I have found in code review that it only takes a few lines of code before I lose track of which named variables have safe types and which have unsafe types -- and when an expression uses type inference, or temporaries, or a type that has some safe interfaces and some unsafe interfaces, I actually don't know at all which expressions are safe or unsafe.

If we are really going to stand behind writing small unsafe functions and types as an essential component of our memory safety strategy, then we need a proposal for enforcing a maximum character and/or line length (of course, nobody wants that -- there are other, better options to improve granularity here, but that's what a self-consistent position would require)

I think this should be documented into the proposal as why it chose unsafe expression over @safe(unchecked). I was disliking the change when I first came across Doug’s new commits, but your words convinced me immediately.

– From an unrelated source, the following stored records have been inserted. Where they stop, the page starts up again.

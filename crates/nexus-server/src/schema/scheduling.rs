//! Schema types for scheduling endpoints.

use nexus_core::AlternativeSlot;
use serde::Serialize;

/// Response for `POST /find-alternatives`.
#[derive(Debug, Clone, Serialize)]
pub struct AlternativesResponse {
    pub alternatives: Vec<AlternativeSlot>,
}
//! Appointment scheduling handlers.

use axum::extract::rejection::JsonRejection;
use axum::extract::State;
use axum::Json;
use serde_json::{Map, Value};

use nexus_core::AgentKind;

use crate::error::ApiError;
use crate::schema::scheduling::AlternativesResponse;
use crate::state::AppState;

/// `POST /schedule-appointment`
pub async fn schedule_appointment(
    State(state): State<AppState>,
    payload: Result<Json<Map<String, Value>>, JsonRejection>,
) -> Result<Json<Value>, ApiError> {
    let Json(body) = payload?;

    let _busy = state.roster.begin(AgentKind::Scheduler);
    let result = state.scheduler.process_booking_request(body).await?;
    Ok(Json(result))
}

/// `POST /find-alternatives`
pub async fn find_alternatives(
    State(state): State<AppState>,
    payload: Result<Json<Map<String, Value>>, JsonRejection>,
) -> Result<Json<AlternativesResponse>, ApiError> {
    let Json(body) = payload?;

    let _busy = state.roster.begin(AgentKind::Scheduler);
    let alternatives = state.scheduler.find_alternatives(body).await?;
    Ok(Json(AlternativesResponse { alternatives }))
}
//! API schema types for request/response definitions.
//!
//! Request bodies are untyped JSON objects handed to collaborators, so only
//! the gateway's own responses are defined here.

pub mod agents;
pub mod scheduling;
pub mod status;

Douglas_Gregor · January 10, 2025, 8:06pm

I think it's still sound: we will get a safety-related diagnostic for the code that introduces the unsafety, just not at every call site that can then reach that unsafe code. It's similar to passing a function containing unsafe code along to some safe code that will call it, e.g.,

func doSomething(_ f: ([Int]) -> Void) {
  // "safe" call that could end up calling unsafe code.
  f([1, 2, 3, 4, 5])
}

doSomething { array in
  // flag unsafe code here where it is introduced
  array.withUnsafeBufferPointer { buffer in
    print(buffer[0])
  }
}

We don't prevent you from calling doSomething with a closure containing unsafe code, nor do we call doSomething unsafe. Rather, the unsafe code is diagnosed in the closure itself, and then the unsafety is "erased" by passing the closure along as a value of function type.

The subclass override is analogous: the unsafety is "erased" by the override, so we need to make sure that any code that would make it possible to introduce the unsafety is diagnosed. Making the subclass @unsafe is a conservative way to do so. A narrower way to do this would be to diagnose the conversion to the superclass, but implementing that is a harder for annoying reasons, and I expect this issue not to come up that often.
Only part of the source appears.